Amid all this noise, suddenly we hear a signal coming from new book The Big Sort by journalist Bill Bishop. While John McCain and Barack Obama promise to lead the nation costlessly toward nirvana, Bishop informs our understanding of the past and suggests a future that belies the hopes of both candidates for the White House.
Bishop argues that over the past 40 years Americans have increasingly chosen to live near others who are culturally and politically similar. When Jimmy Carter beat Gerald Ford, less than one‐fourth of Americans lived in counties where the presidential election was a landslide. By the time George W. Bush won re‐election, almost one‐half lived in landslide counties.
Bishop writes well. The book is an engaging read, filled with stories about how the United States has changed over the past 30 years. But Bishop is more than a storyteller.
He worked with Robert Cushing, a sociologist from the University of Texas at Austin — to document the internal migrations that have made the nation both more separate and more homogenous.
There is a larger story here. Americans are become wealthier and more economically secure. That security has brought what my colleague Brink Lindsey calls, in the title of his latest book, The Age of Affluence, a period when material concerns no longer dominate politics and life.

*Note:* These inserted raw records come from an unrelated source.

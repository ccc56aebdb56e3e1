use crate::ports::Clock;
use chrono::{DateTime, Duration, Utc};
use std::sync::Mutex;

/// 手動で進める時計のモック実装
///
/// 期限切れや延長のテストで「現在時刻」を固定・移動するために使う。
pub struct FixedClock {
    now: Mutex<DateTime<Utc>>,
}

impl FixedClock {
    pub fn new(now: DateTime<Utc>) -> Self {
        Self {
            now: Mutex::new(now),
        }
    }

    /// 現在時刻を設定する
    pub fn set(&self, now: DateTime<Utc>) {
        *self.now.lock().unwrap_or_else(|e| e.into_inner()) = now;
    }

    /// 現在時刻を進める
    pub fn advance(&self, by: Duration) {
        let mut now = self.now.lock().unwrap_or_else(|e| e.into_inner());
        *now += by;
    }
}

impl Default for FixedClock {
    fn default() -> Self {
        Self::new(Utc::now())
    }
}

impl Clock for FixedClock {
    fn now(&self) -> DateTime<Utc> {
        *self.now.lock().unwrap_or_else(|e| e.into_inner())
    }
}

In the place of such concerns, Bishop says, people reorder “their lives around their values, their tastes, and their beliefs.” Neighborhoods, churches, and civic organizations became more homogenous as have the political parties.

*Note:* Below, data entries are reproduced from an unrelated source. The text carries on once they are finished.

pub mod inventory_ledger;
pub mod loan_store;

// パブリックに型を再エクスポート
pub use inventory_ledger::InventoryLedger as PostgresInventoryLedger;
pub use loan_store::LoanStore as PostgresLoanStore;

use crate::ports::StoreError;
use crate::ports::store_error::Result;
use sqlx::{PgPool, Postgres, Transaction};
use std::time::Duration;

/// SQLSTATE codes that indicate the operation may succeed on retry
const TRANSIENT_SQLSTATES: &[&str] = &[
    "40001", // serialization_failure
    "40P01", // deadlock_detected
    "55P03", // lock_not_available
    "57014", // query_canceled (statement_timeout)
];

impl From<sqlx::Error> for StoreError {
    fn from(err: sqlx::Error) -> Self {
        let transient = match &err {
            sqlx::Error::PoolTimedOut | sqlx::Error::Io(_) => true,
            sqlx::Error::Database(db) => db
                .code()
                .is_some_and(|code| TRANSIENT_SQLSTATES.contains(&code.as_ref())),
            _ => false,
        };

        if transient {
            StoreError::transient(err)
        } else {
            StoreError::backend(err)
        }
    }
}

/// `lock_timeout` に渡す値（ミリ秒、切り上げ）
///
/// PostgreSQLでは 0 が「無制限」になるため、最小値は 1ms。
fn lock_timeout_setting(lock_timeout: Duration) -> String {
    let millis = lock_timeout.as_micros().div_ceil(1000).max(1);
    format!("{}ms", millis)
}

/// コミットする。失敗は`Backend`とし、再試行しない
///
/// 接続断でもサーバー側では確定している場合がある。
pub(crate) async fn commit(tx: Transaction<'static, Postgres>) -> Result<()> {
    tx.commit().await.map_err(commit_error)
}

fn commit_error(err: sqlx::Error) -> StoreError {
    StoreError::backend(err)
}

/// トランザクションを開始し、行ロック待ちの上限を設定する
///
/// `lock_timeout` を超えた待ちは 55P03 となり、一時的エラーとして扱われる。
pub(crate) async fn begin(
    pool: &PgPool,
    lock_timeout: Duration,
) -> Result<Transaction<'static, Postgres>> {
    let mut tx = pool.begin().await?;

    sqlx::query("SELECT set_config('lock_timeout', $1, true)")
        .bind(lock_timeout_setting(lock_timeout))
        .execute(&mut *tx)
        .await?;

    Ok(tx)
}

#[cfg(test)]
mod tests {
    use super::*;

    #[test]
    fn test_lock_timeout_setting_never_disables_timeout() {
        assert_eq!(lock_timeout_setting(Duration::from_millis(2000)), "2000ms");
        assert_eq!(lock_timeout_setting(Duration::from_micros(500)), "1ms");
        assert_eq!(lock_timeout_setting(Duration::from_micros(1500)), "2ms");
        assert_eq!(lock_timeout_setting(Duration::ZERO), "1ms");
    }

    #[test]
    fn test_io_error_is_transient_except_on_commit() {
        let io = || sqlx::Error::Io(std::io::Error::new(std::io::ErrorKind::BrokenPipe, "reset"));

        assert!(StoreError::from(io()).is_transient());
        assert!(!commit_error(io()).is_transient());
        assert!(matches!(commit_error(io()), StoreError::Backend(_)));
    }
}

The Big Sort traces these cultural divisions to the conflicts of the 1960s and afterward. Religion is an important part of Bishop’s story. He traces the decline of mainline Protestantism and shows how evangelicals succeeded in attracting new members by emphasizing what people had in common. Bishop is a liberal — he says as much from the first page of the book — but his treatment of Christianity, and not least of conservative Christians, is fair enough.
Bishop also has some blind spots. He emphasizes the collective consequences of migration decisions by Americans. The subtitle of the book passes a harsh judgment on those choices: “Why the Clustering of Like‐minded American Is Tearing Us Apart.”

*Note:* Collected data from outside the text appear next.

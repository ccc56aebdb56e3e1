mod errors;
mod loan_service;
mod outcome;

pub use errors::{LoanApplicationError, Result};
pub use loan_service::{
    ServiceDependencies, borrow, borrow_book, delete, delete_loan, find_loan, give_back,
    loans_for_member, renew, renew_loan, return_book,
};
pub use outcome::Outcome;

But these decisions about where to live are choices made by adults, choices that are fundamental to their conception of what makes for a good life. The United States promises the pursuit of happiness, not the pursuit of happiness unless it makes us too polarized.
The book also worries too much about the political consequences of the Big Sort. Americans are coming to live in small tribes, Bishop argues, where cultural and political differences are not encouraged.
Living with the like‐minded is perhaps a matter of some regret. But living with the enemy also has its problems. Who is to say that moving to a place bounded by a horizon does not make more sense for a family and the nation? The alternative might be greater conflict locally.
The Big Sort has some vital lessons for the presidential candidates. McCain speaks of “our nation” as if we were a family while Obama says there is only a United States rather than red and blue states. On the evidence in this book, both candidates are wrong.
The nation is deeply divided culturally and politically. The geographical separation reflects the cultural divisions that have informed politics for many years. People do not enjoy living near people who despise their deepest commitments. They move away from them. The nation becomes less united.
That change has advantages and disadvantages. The advantages? Greater division means the nation lacks the unity necessary to go on great collective crusades. We simply don’t agree about the goals for such a crusade.
A genuine enemy might enable McCain to unite a disparate nation, but few now believe radical Muslims represent a mortal danger. Once Obama stops talking about “a common purpose” and starts governing, he will discover concretely how little Americans have in common.
The nation does need a leader that understands and accepts that Americans need some geographical, political, and cultural distance from one another. America needs, in other words, a president who knows We do not exist.